I am currently developing a desktop application, a...
# coroutines
a
I am currently developing a desktop application, and I have taken an MVVM approach. A ViewModel has no lifecycle in the desktop world, which makes me wonder, if I should inject a coroutine scope, or dispatcher to it. What is the best way to go here?? Should I create a long lasting coroutine scope? or just inject a dispatcher and use withContex while invoke network requests when needed to?? N.B: I want to inject one of these so that I may be able to test it as well
c
The normal ViewModel class on Android really doesn't have a lifecycle either. It's created and starts immediately running, and it can be closed (which is done automatically by the Android lifecycle). To that point, a CoroutineScope does that same thing. I would recommend injecting a CoroutineScope into the constructor and using that to run all work, and use
.invokeOnCompletion
to do the cleanup stuff. I recently released [Ballast](https://github.com/copper-leaf/ballast) which does this, and also provides a robust MVI pattern on top and useful utilities like state restoration and time-travel debugging to make it easy to understand and work with on all Kotlin platforms, which you may be interested in
And we just got a new #ballast channel created for this library if you need any help with it!
a
VieeModels in android do have a life cycle. It is different from the Lifecylce owner (e.g activities's lifecyle) but it does relate to the life cycle owner.
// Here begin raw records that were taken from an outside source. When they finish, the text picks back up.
#[tokio::test]
async fn test_end_to_end_scenario() {
    let (adapter, ledger) = setup();
    seed(&adapter, &ledger, "ACC-1", "1000.00").await;
    seed(&adapter, &ledger, "ACC-2", "200.00").await;

    let deposit = ledger.deposit("ACC-1", dec("500.00"), "").await.unwrap();
    assert_eq!(deposit.kind, TransactionKind::Deposit);
    assert_eq!(deposit.amount.to_string(), "500.00");
    assert_eq!(ledger.get_balance("ACC-1").await.unwrap(), dec("1500.00"));

    let err = ledger.withdraw("ACC-1", dec("2000.00"), "").await.unwrap_err();
    assert_eq!(err, LedgerError::InsufficientFunds("ACC-1".to_string()));
    assert_eq!(ledger.get_balance("ACC-1").await.unwrap(), dec("1500.00"));

    let transfer = ledger
        .transfer("ACC-1", "ACC-2", dec("300.00"), "rent")
        .await
        .unwrap();
    assert_eq!(ledger.get_balance("ACC-1").await.unwrap(), dec("1200.00"));
    assert_eq!(ledger.get_balance("ACC-2").await.unwrap(), dec("500.00"));

    let acc1 = ledger.account("ACC-1").await.unwrap();
    let acc2 = ledger.account("ACC-2").await.unwrap();
    assert_eq!(transfer.kind, TransactionKind::Transfer);
    assert_eq!(transfer.amount.to_string(), "300.00");
    assert_eq!(transfer.source_account, acc1.id);
    assert_eq!(transfer.destination_account, acc2.id);
    assert_eq!(transfer.status, TransactionStatus::Completed);
}

#[tokio::test]
async fn test_deposit_records_one_transaction() {
    let (adapter, ledger) = setup();
    let account = seed(&adapter, &ledger, "ACC-1", "0").await;

    let tx = ledger.deposit("ACC-1", dec("42.10"), "cash").await.unwrap();
    assert_eq!(tx.source_account, account.id);
    assert_eq!(tx.destination_account, account.id);
    assert_eq!(tx.description, "cash");

    let history = ledger.history("ACC-1", None).await.unwrap().collect().await.unwrap();
    assert_eq!(history, vec![tx]);

    let stored = ledger.account("ACC-1").await.unwrap();
    assert_eq!(stored.balance, dec("42.10"));
    assert!(stored.updated_at >= account.updated_at);
}
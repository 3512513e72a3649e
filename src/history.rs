use std::sync::Arc;

use uuid::Uuid;

use crate::{DateRange, HistoryCursor, LedgerAdapter, LedgerError, Transaction};

/// Lazy, restartable view over one account's transactions, newest first.
///
/// Pages are fetched on demand with keyset pagination on
/// `(occurred_at, id)`, so rows committed while iterating never shift a page
/// boundary. Every pass is finite.
pub struct History {
    adapter: Arc<dyn LedgerAdapter>,
    account: Uuid,
    range: Option<DateRange>,
    page_size: usize,
    cursor: Option<HistoryCursor>,
    exhausted: bool,
}

impl History {
    pub(crate) fn new(
        adapter: Arc<dyn LedgerAdapter>,
        account: Uuid,
        range: Option<DateRange>,
        page_size: usize,
    ) -> Self {
        Self {
            adapter,
            account,
            range,
            page_size: page_size.max(1),
            cursor: None,
            exhausted: false,
        }
    }

    pub fn account(&self) -> Uuid {
        self.account
    }

    pub fn range(&self) -> Option<&DateRange> {
        self.range.as_ref()
    }

    /// The next page, or `None` once the sequence is exhausted.
    pub async fn next_page(&mut self) -> Result<Option<Vec<Transaction>>, LedgerError> {
        if self.exhausted {
            return Ok(None);
        }

        let page = self
            .adapter
            .transactions_for_account(
                self.account,
                self.range.as_ref(),
                self.cursor.as_ref(),
                self.page_size,
            )
            .await?;

        if page.len() < self.page_size {
            self.exhausted = true;
        }
        match page.last() {
            Some(last) => {
                self.cursor = Some(last.cursor());
                Ok(Some(page))
            }
            None => {
                self.exhausted = true;
                Ok(None)
            }
        }
    }

    /// Drain the remaining pages.
    pub async fn collect(&mut self) -> Result<Vec<Transaction>, LedgerError> {
        let mut all = Vec::new();
        while let Some(page) = self.next_page().await? {
            all.extend(page);
        }
        Ok(all)
    }

    /// Start again from the newest transaction.
    pub fn restart(&mut self) {
        self.cursor = None;
        self.exhausted = false;
    }
}
//! # minibank-ledger
//!
//! The ledger engine of a core banking system: per-account balances plus an
//! immutable log of every deposit, withdrawal and transfer that changed them.
//!
//! Every mutation is expressed as an [`ExecutionPlan`] and handed to a
//! [`LedgerAdapter`], which locks the touched accounts in ascending id order,
//! re-reads their balances, applies the plan and writes balances and the
//! transaction record in one atomic unit. Money is never created or
//! destroyed: a transfer moves exactly what it debits, and no balance ever
//! goes negative.
//!
//! ```rust
//! use std::sync::Arc;
//! use minibank_ledger::{Currency, Ledger, NewAccount, adapters::MemoryAdapter, dispatch::SideEffectDispatcher};
//! use rust_decimal::Decimal;
//!
//! #[tokio::main]
//! async fn main() -> Result<(), Box<dyn std::error::Error>> {
//!     let ledger = Ledger::new(Arc::new(MemoryAdapter::new()), SideEffectDispatcher::logging());
//!     let acc = ledger.open_account(NewAccount::new("user-1", Currency::new("ZAR")?)).await?;
//!     ledger.deposit(&acc.account_number, "500.00".parse::<Decimal>()?, "salary").await?;
//!     assert_eq!(ledger.get_balance(&acc.account_number).await?.to_string(), "500.00");
//!     ledger.dispatcher().close().await;
//!     Ok(())
//! }
//! ```
//!
//! ## Feature flags
//!
//! | Flag       | Default | Description                 |
//! |------------|---------|-----------------------------|
//! | `postgres` | ✓       | PostgreSQL adapter via sqlx |

pub mod account;
pub mod account_number;
pub mod adapters;
pub mod config;
pub mod dispatch;
pub mod error;
pub mod history;
pub mod ledger;
pub mod money;
pub mod plan;
pub mod telemetry;
pub mod transaction;

pub use account::{Account, AccountType, NewAccount};
pub use account_number::AccountNumberGenerator;
pub use config::LedgerConfig;
pub use error::{AccountRole, ErrorCategory, LedgerError, LedgerResult};
pub use history::History;
pub use ledger::Ledger;
pub use money::{Amount, Currency};
pub use plan::{ExecutionPlan, PlanOutcome, Posting};
pub use transaction::{DateRange, HistoryCursor, Transaction, TransactionKind, TransactionStatus};

use async_trait::async_trait;
use chrono::{DateTime, SubsecRound, Utc};
use std::time::Duration;
use uuid::Uuid;

pub(crate) fn hash_idempotency_key(key: &str) -> String {
    blake3::hash(key.as_bytes()).to_hex().to_string()
}

/// Current time at the precision Postgres stores (microseconds), so records
/// compare equal before and after a round trip.
pub(crate) fn now() -> DateTime<Utc> {
    Utc::now().trunc_subsecs(6)
}

/// Persistence of account records.
#[async_trait]
pub trait AccountStore: Send + Sync {
    /// Insert a new account. Fails with `DuplicateAccountNumber` if the
    /// number is taken, re-verifying uniqueness at the storage layer.
    async fn insert_account(&self, account: &Account) -> Result<(), LedgerError>;

    async fn account_by_number(&self, account_number: &str) -> Result<Option<Account>, LedgerError>;
    async fn account_by_id(&self, id: Uuid) -> Result<Option<Account>, LedgerError>;
    async fn account_number_exists(&self, account_number: &str) -> Result<bool, LedgerError>;

    /// Newest first.
    async fn accounts_for_owner(&self, owner_id: &str) -> Result<Vec<Account>, LedgerError>;

    async fn set_account_active(
        &self,
        account_number: &str,
        active: bool,
    ) -> Result<Account, LedgerError>;
}

/// Append-only transaction records.
#[async_trait]
pub trait TransactionLog: Send + Sync {
    async fn transaction(&self, id: Uuid) -> Result<Transaction, LedgerError>;

    async fn transaction_by_idempotency_key(
        &self,
        hashed_key: &str,
    ) -> Result<Option<Transaction>, LedgerError>;

    /// One page of an account's transactions, newest first, strictly after `after`.
    async fn transactions_for_account(
        &self,
        account: Uuid,
        range: Option<&DateRange>,
        after: Option<&HistoryCursor>,
        limit: usize,
    ) -> Result<Vec<Transaction>, LedgerError>;

    /// Compare-and-set on status. The only mutation a recorded transaction allows.
    async fn update_transaction_status(
        &self,
        id: Uuid,
        expected: TransactionStatus,
        next: TransactionStatus,
    ) -> Result<Transaction, LedgerError>;
}

/// Storage backend of the ledger.
#[async_trait]
pub trait LedgerAdapter: AccountStore + TransactionLog {
    /// Execute the plan atomically.
    /// Implementors MUST:
    /// 1. BEGIN a unit of work
    /// 2. Lock every account in `plan.lock_order()`, in that order, giving up
    ///    with `Contention` once `lock_timeout` has elapsed
    /// 3. Return `Replayed` if the plan's idempotency key is already recorded
    /// 4. Re-read the locked accounts and run `plan.apply_to`
    /// 5. Write the balances and insert `plan.transaction()`
    /// 6. COMMIT on success, ROLLBACK on any error
    async fn execute_plan(
        &self,
        plan: &ExecutionPlan,
        lock_timeout: Duration,
    ) -> Result<PlanOutcome, LedgerError>;
}
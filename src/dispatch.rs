//! Post-commit side effects: account notifications and alert emails.
//!
//! The ledger enqueues effects after a successful commit and never waits for
//! them. A background task delivers them one at a time. Failures are logged
//! and counted, then forgotten: the committed transaction stands regardless.

use std::sync::{Arc, Mutex};

use async_trait::async_trait;
use chrono::{DateTime, Utc};
use metrics::counter;
use rust_decimal::Decimal;
use serde::Serialize;
use thiserror::Error;
use tokio::sync::mpsc::{UnboundedReceiver, UnboundedSender, unbounded_channel};
use tokio::task::JoinHandle;
use tracing::{debug, info, warn};
use uuid::Uuid;

use crate::{Account, Amount, Transaction, TransactionKind, TransactionStatus};

#[derive(Debug, Clone, PartialEq, Eq, Error)]
pub enum DispatchError {
    #[error("notification failed: {0}")]
    Notification(String),

    #[error("email delivery failed: {0}")]
    Email(String),
}

/// Transaction as seen by notification consumers: account numbers, not ids.
#[derive(Debug, Clone, PartialEq, Eq, Serialize)]
pub struct TransactionSummary {
    pub id: Uuid,
    pub kind: TransactionKind,
    pub status: TransactionStatus,
    pub amount: Amount,
    pub source_account_number: String,
    pub destination_account_number: String,
    pub description: String,
    pub occurred_at: DateTime<Utc>,
}

#[derive(Debug, Clone, PartialEq, Eq, Serialize)]
#[serde(tag = "type", rename_all = "snake_case")]
pub enum LedgerEvent {
    TransactionCreated(TransactionSummary),
    BalanceUpdated {
        account_number: String,
        #[serde(with = "rust_decimal::serde::str")]
        balance: Decimal,
    },
}

#[derive(Debug, Clone, PartialEq, Eq)]
pub enum SideEffect {
    Notify {
        account_number: String,
        event: LedgerEvent,
    },
    Email {
        recipient: String,
        kind: String,
        amount: Decimal,
        account_number: String,
    },
}

impl SideEffect {
    fn channel(&self) -> &'static str {
        match self {
            Self::Notify { .. } => "notification",
            Self::Email { .. } => "email",
        }
    }

    /// Effects owed for a committed transaction.
    ///
    /// `accounts` are the post-commit snapshots of every account the
    /// transaction touched. Per account: a `TransactionCreated` and a
    /// `BalanceUpdated` notification, then an alert email to its owner.
    pub fn for_transaction(tx: &Transaction, accounts: &[Account]) -> Vec<SideEffect> {
        let find = |id: Uuid| accounts.iter().find(|a| a.id == id);
        let (Some(source), Some(destination)) =
            (find(tx.source_account), find(tx.destination_account))
        else {
            warn!(transaction = %tx.id, "committed accounts missing, no side effects");
            return Vec::new();
        };

        let summary = TransactionSummary {
            id: tx.id,
            kind: tx.kind,
            status: tx.status,
            amount: tx.amount,
            source_account_number: source.account_number.clone(),
            destination_account_number: destination.account_number.clone(),
            description: tx.description.clone(),
            occurred_at: tx.occurred_at,
        };

        let affected: Vec<(&Account, &str)> = match tx.kind {
            TransactionKind::Transfer => vec![
                (source, "Transfer Sent"),
                (destination, "Transfer Received"),
            ],
            kind => vec![(source, kind.label())],
        };

        let mut effects = Vec::with_capacity(affected.len() * 3);
        for (account, label) in affected {
            effects.push(SideEffect::Notify {
                account_number: account.account_number.clone(),
                event: LedgerEvent::TransactionCreated(summary.clone()),
            });
            effects.push(SideEffect::Notify {
                account_number: account.account_number.clone(),
                event: LedgerEvent::BalanceUpdated {
                    account_number: account.account_number.clone(),
                    balance: account.balance,
                },
            });
            effects.push(SideEffect::Email {
                recipient: account.owner_id.clone(),
                kind: label.to_string(),
                amount: tx.amount.value(),
                account_number: account.account_number.clone(),
            });
        }
        effects
    }
}

/// Pushes ledger events to whoever is watching an account.
#[async_trait]
pub trait Notifier: Send + Sync {
    async fn notify(&self, account_number: &str, event: &LedgerEvent) -> Result<(), DispatchError>;
}

/// Sends transaction alert emails to account owners.
#[async_trait]
pub trait EmailSender: Send + Sync {
    async fn send_transaction_alert(
        &self,
        recipient: &str,
        kind: &str,
        amount: Decimal,
        account_number: &str,
    ) -> Result<(), DispatchError>;
}

/// Writes notifications to the log as JSON.
#[derive(Debug, Clone, Copy, Default)]
pub struct LogNotifier;

#[async_trait]
impl Notifier for LogNotifier {
    async fn notify(&self, account_number: &str, event: &LedgerEvent) -> Result<(), DispatchError> {
        let payload =
            serde_json::to_string(event).map_err(|e| DispatchError::Notification(e.to_string()))?;
        info!(account_number, %payload, "ledger notification");
        Ok(())
    }
}

#[derive(Debug, Clone, Copy, Default)]
pub struct LogEmailSender;

#[async_trait]
impl EmailSender for LogEmailSender {
    async fn send_transaction_alert(
        &self,
        recipient: &str,
        kind: &str,
        amount: Decimal,
        account_number: &str,
    ) -> Result<(), DispatchError> {
        info!(recipient, kind, %amount, account_number, "transaction alert email");
        Ok(())
    }
}

/// Fire-and-forget queue in front of a [`Notifier`] and an [`EmailSender`].
pub struct SideEffectDispatcher {
    sender: Mutex<Option<UnboundedSender<SideEffect>>>,
    worker: Mutex<Option<JoinHandle<()>>>,
}

impl SideEffectDispatcher {
    /// Start the delivery task. Must be called inside a Tokio runtime.
    pub fn spawn(notifier: Arc<dyn Notifier>, email: Arc<dyn EmailSender>) -> Self {
        let (sender, receiver) = unbounded_channel();
        let worker = tokio::spawn(deliver_all(receiver, notifier, email));
        Self {
            sender: Mutex::new(Some(sender)),
            worker: Mutex::new(Some(worker)),
        }
    }

    pub fn logging() -> Self {
        Self::spawn(Arc::new(LogNotifier), Arc::new(LogEmailSender))
    }

    /// A dispatcher that drops every effect.
    pub fn disabled() -> Self {
        Self {
            sender: Mutex::new(None),
            worker: Mutex::new(None),
        }
    }

    /// Enqueue without waiting. Never fails.
    pub fn dispatch(&self, effect: SideEffect) {
        let sender = self
            .sender
            .lock()
            .unwrap_or_else(|poisoned| poisoned.into_inner());
        match sender.as_ref() {
            Some(sender) => {
                if sender.send(effect).is_err() {
                    warn!("side effect worker is gone, effect dropped");
                }
            }
            None => debug!(channel = effect.channel(), "dispatcher disabled, effect dropped"),
        }
    }

    pub fn dispatch_all(&self, effects: impl IntoIterator<Item = SideEffect>) {
        for effect in effects {
            self.dispatch(effect);
        }
    }

    /// Stop accepting effects and wait until everything queued was attempted.
    pub async fn close(&self) {
        let sender = self
            .sender
            .lock()
            .unwrap_or_else(|poisoned| poisoned.into_inner())
            .take();
        drop(sender);

        let worker = self
            .worker
            .lock()
            .unwrap_or_else(|poisoned| poisoned.into_inner())
            .take();
        if let Some(worker) = worker {
            if let Err(e) = worker.await {
                warn!(error = %e, "side effect worker ended abnormally");
            }
        }
    }
}

async fn deliver_all(
    mut receiver: UnboundedReceiver<SideEffect>,
    notifier: Arc<dyn Notifier>,
    email: Arc<dyn EmailSender>,
) {
    while let Some(effect) = receiver.recv().await {
        let channel = effect.channel();
        let result = match &effect {
            SideEffect::Notify {
                account_number,
                event,
            } => notifier.notify(account_number, event).await,
            SideEffect::Email {
                recipient,
                kind,
                amount,
                account_number,
            } => {
                email
                    .send_transaction_alert(recipient, kind, *amount, account_number)
                    .await
            }
        };

        if let Err(e) = result {
            warn!(channel, error = %e, "side effect failed");
            counter!("ledger.side_effects.failed", "channel" => channel).increment(1);
        }
    }
    debug!("side effect queue drained");
}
It is why there is a viewModelLifecylce coroutinescope that is automatically cancelled when the view model is being cancelled so to speak. Which bring me now to this question. A CoroutineScope is basically a primitive for structured concurrency, this is super useful for things that can be cleared/cancelled manually/automatically. However, this doesn't mean it should be used everywhere. Which begs the question what even is the purpose of injecting a CoroutineScope?
c
I wasn't implying that ViewModels aren't tied to the Android lifecycle, but rather that they're more accurately described as something that has a limited lifetime than as something intimately related to the Android Lifecycle. They already live longer than Activities or Fragments, so their "lifecycle" isnt as clear cut as the normal UI lifecycle, and once a VM is cleared it can't be used again. The ViewModel itself is a generic pattern and doesn't need the Android stuff to work similarly on other platforms, it just happens that the Android ViewModel is cleared on a particular callback of the Android lifecycle. The more generic usage of a "ViewModel" as you would use in a desktop app works the exact same way. It's just a class with a limited lifetime, and the CoroutineScope is one thing you can use to define that lifetime. The ViewModel is alive as long as a particular CoroutineScope is active. If you use
GlobalScope
, then it will live forever. But if you're using #compose-desktop you can get a CoroutineScope scoped to a particular Composable function and have it live for a shorter period of time, as long as that bit of UI is visible. By passing a CoroutineScope in through the constructor, you can choose exactly how long you want the ViewModel to live when you create it
a
So why inject a CorountineScope then? can't we just instantiate it inside the ViewModel itself with the proper dispatcher?
a
ViewModel in Android has the only lifecycle method - onCleared(). In both Android and desktop, the ViewModel is cleared when the corresponding screen is removed from the stack. In both Android and desktop, the ViewModel outlives the UI (the latter is destroyed when another screen is pushed to the stack, but the former is not). So, I don't see any difference in the ViewModel lifecycle. The fact that Android ViewModel is not destroyed on configuration changes is just because it's still in the back stack. From my point of view, the ViewModel is the scope. So just pass a dispatcher via the constructor and create a private CoroutineScope property. Cancel the scope when the ViewModel is cleared.